As previously disclosed, in October the Board of Directors of Rayonier Inc. (“Rayonier”) elected Paul G. Boynton to the position of President and Chief Executive Officer effective January 1, 2012. Mr. Boynton will succeed Lee M. Thomas, who will continue to serve as Chairman of the Board of Directors through May 17, 2012, at which time Mr. Boynton will also assume the title of Chairman and Mr. Thomas will retire from the Board.

On December 16, 2011, the independent members of the Board of Directors approved Mr. Boynton's compensation package for 2012 consisting of: (i) a base salary of $700,000; (ii) a target bonus equal to 100% of his base salary; and (iii) a long-term incentive award with a grant date target value of $2.5 million. Consistent with 2012 awards approved by the Board for other Rayonier executives, Mr. Boynton's long-term incentive award value will be converted into grants of a specific number of performance shares and non-qualified stock options based, respectively, on the closing price of Rayonier's common shares and the Black-Scholes stock option valuation model, as of January 3, 2012 (the first trading day of the year). 2012 Class Performance Share Awards will be payable in January 2015 based on Rayonier's performance over the three-year period ending December 31, 2014. The incentive awards will be made pursuant to the Rayonier Incentive Stock Plan, and Mr. Boynton's 2012 bonus award will be subject to the terms of the Rayonier Annual Corporate Bonus Program.

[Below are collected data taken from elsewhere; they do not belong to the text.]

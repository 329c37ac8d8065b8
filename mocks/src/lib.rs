use httptest::{matchers::*, responders::*, Expectation, Server};
use serde_json::json;
use url::Url;

/// Act as the user approving the app: take the authorization URL the picker
/// opened and hit its redirect URI with `code` and the matching state.
///
/// Must be called from within a tokio runtime.
pub fn follow_authorization(authorize_url: &str, code: &str) {
    let url = Url::parse(authorize_url).expect("authorization url");
    let param = |name: &str| {
        url.query_pairs()
            .find(|(k, _)| k == name)
            .map(|(_, v)| v.into_owned())
            .unwrap_or_default()
    };
    let target = format!("{}?code={}&state={}", param("redirect_uri"), code, param("state"));
    tokio::spawn(async move {
        let _ = reqwest::get(target).await;
    });
}

/// Build a Graph API media object as returned by `/me/media`.
pub fn media_json(id: &str, media_type: &str) -> serde_json::Value {
    let mut item = json!({
        "id": id,
        "caption": format!("caption {}", id),
        "media_type": media_type,
        "media_url": format!("https://cdn.example.com/{}.jpg", id),
        "permalink": format!("https://www.instagram.com/p/{}/", id),
        "timestamp": "2023-01-01T10:00:00+0000",
        "username": "tester"
    });
    if media_type == "VIDEO" {
        item["media_url"] = json!(format!("https://cdn.example.com/{}.mp4", id));
        item["thumbnail_url"] = json!(format!("https://cdn.example.com/{}_thumb.jpg", id));
    }
    item
}

/// Create a mock server for the OAuth endpoints.
///
/// POST `/oauth/access_token` answers with `short_token`, and the long-lived
/// exchange on GET `/access_token` answers with `long_token`. Each endpoint
/// expects exactly one call.
pub fn token_server(short_token: &str, long_token: &str) -> Server {
    let server = Server::run();
    expect_code_exchange(&server, short_token, long_token);
    server
}

/// Expect one authorization code exchange followed by one long-lived token
/// upgrade on the provided server.
pub fn expect_code_exchange(server: &Server, short_token: &str, long_token: &str) {
    expect_authorization_code(server, short_token_json(short_token));
    expect_upgrade(server, json_encoded(long_lived_json(long_token)));
}

/// Like [`expect_code_exchange`], but the code exchange answers in the
/// `{"data": [...]}` envelope some Instagram app types use.
pub fn expect_wrapped_code_exchange(server: &Server, short_token: &str, long_token: &str) {
    expect_authorization_code(server, json!({ "data": [short_token_json(short_token)] }));
    expect_upgrade(server, json_encoded(long_lived_json(long_token)));
}

/// Expect one authorization code exchange whose long-lived upgrade is rejected.
pub fn expect_failed_upgrade(server: &Server, short_token: &str) {
    expect_authorization_code(server, short_token_json(short_token));
    expect_upgrade(server, status_code(400).body(graph_error("Unsupported request - method type: get", 100).to_string()));
}

/// Expect one refresh of a long-lived token on the provided server.
pub fn expect_refresh(server: &Server, new_token: &str) {
    expect_refresh_response(server, json_encoded(long_lived_json(new_token)));
}

/// Expect one refresh attempt that Instagram rejects.
pub fn expect_failed_refresh(server: &Server) {
    expect_refresh_response(server, status_code(400).body(graph_error("Invalid OAuth access token.", 190).to_string()));
}

fn short_token_json(short_token: &str) -> serde_json::Value {
    json!({
        "access_token": short_token,
        "user_id": 17841400000000000u64
    })
}

fn long_lived_json(token: &str) -> serde_json::Value {
    json!({
        "access_token": token,
        "token_type": "bearer",
        "expires_in": 5_184_000
    })
}

fn graph_error(message: &str, code: u32) -> serde_json::Value {
    json!({
        "error": {
            "message": message,
            "type": "OAuthException",
            "code": code,
            "fbtrace_id": "AbCdEf"
        }
    })
}

fn expect_authorization_code(server: &Server, body: serde_json::Value) {
    server.expect(
        Expectation::matching(all_of![
            request::method_path("POST", "/oauth/access_token"),
            request::body(url_decoded(contains(("grant_type", "authorization_code")))),
        ])
        .respond_with(json_encoded(body)),
    );
}

fn expect_upgrade(server: &Server, response: impl Responder + 'static) {
    server.expect(
        Expectation::matching(all_of![
            request::method_path("GET", "/access_token"),
            request::query(url_decoded(contains(("grant_type", "ig_exchange_token")))),
        ])
        .respond_with(response),
    );
}

fn expect_refresh_response(server: &Server, response: impl Responder + 'static) {
    server.expect(
        Expectation::matching(all_of![
            request::method_path("GET", "/refresh_access_token"),
            request::query(url_decoded(contains(("grant_type", "ig_refresh_token")))),
        ])
        .respond_with(response),
    );
}

/// Create an empty mock server for Graph API endpoints.
pub fn graph_server() -> Server {
    Server::run()
}

/// Expect GET `/me/media` with `token` once per page. Page `n` (zero based) is
/// served for cursor `c{n}`, the first page for a request without cursor.
/// Every page but the last carries a `paging.next` link.
pub fn expect_media_pages(server: &Server, token: &str, pages: Vec<Vec<serde_json::Value>>) {
    let count = pages.len();
    for (n, items) in pages.into_iter().enumerate() {
        let mut body = json!({ "data": items });
        if n + 1 < count {
            let after = format!("c{}", n + 1);
            body["paging"] = json!({
                "cursors": { "before": "b", "after": after },
                "next": format!("https://graph.instagram.com/me/media?after={}", after)
            });
        } else {
            body["paging"] = json!({ "cursors": { "before": "b", "after": "end" } });
        }

        let matcher = if n == 0 {
            Expectation::matching(all_of![
                request::method_path("GET", "/me/media"),
                request::query(url_decoded(contains(("access_token", eq(token.to_string()))))),
                request::query(url_decoded(not(contains(key("after"))))),
            ])
        } else {
            let after = format!("c{}", n);
            Expectation::matching(all_of![
                request::method_path("GET", "/me/media"),
                request::query(url_decoded(contains(("access_token", eq(token.to_string()))))),
                request::query(url_decoded(contains(("after", eq(after))))),
            ])
        };
        server.expect(matcher.respond_with(json_encoded(body)));
    }
}

/// Expect `times` GET `/me/media` requests with `token`, each rejected with an
/// expired token error.
pub fn expect_unauthorized(server: &Server, token: &str, times: usize) {
    server.expect(
        Expectation::matching(all_of![
            request::method_path("GET", "/me/media"),
            request::query(url_decoded(contains(("access_token", eq(token.to_string()))))),
        ])
            .times(times)
            .respond_with(status_code(400).body(
                graph_error("Error validating access token: Session has expired.", 190).to_string(),
            )),
    );
}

Mr. Thomas will continue to receive his current base salary through February 29, 2012, his last day of employment, after which he will be compensated pursuant to the Rayonier Outside Directors' Compensation Program until his retirement on May 17, 2012. Also on December 16, 2011, in recognition of Mr. Thomas' service to Rayonier, the independent members of the Board of Directors approved full payouts (as opposed to prorated payouts) under his 2010 and 2011 Class Performance Share Awards, which become payable in January 2013 and January 2014, respectively.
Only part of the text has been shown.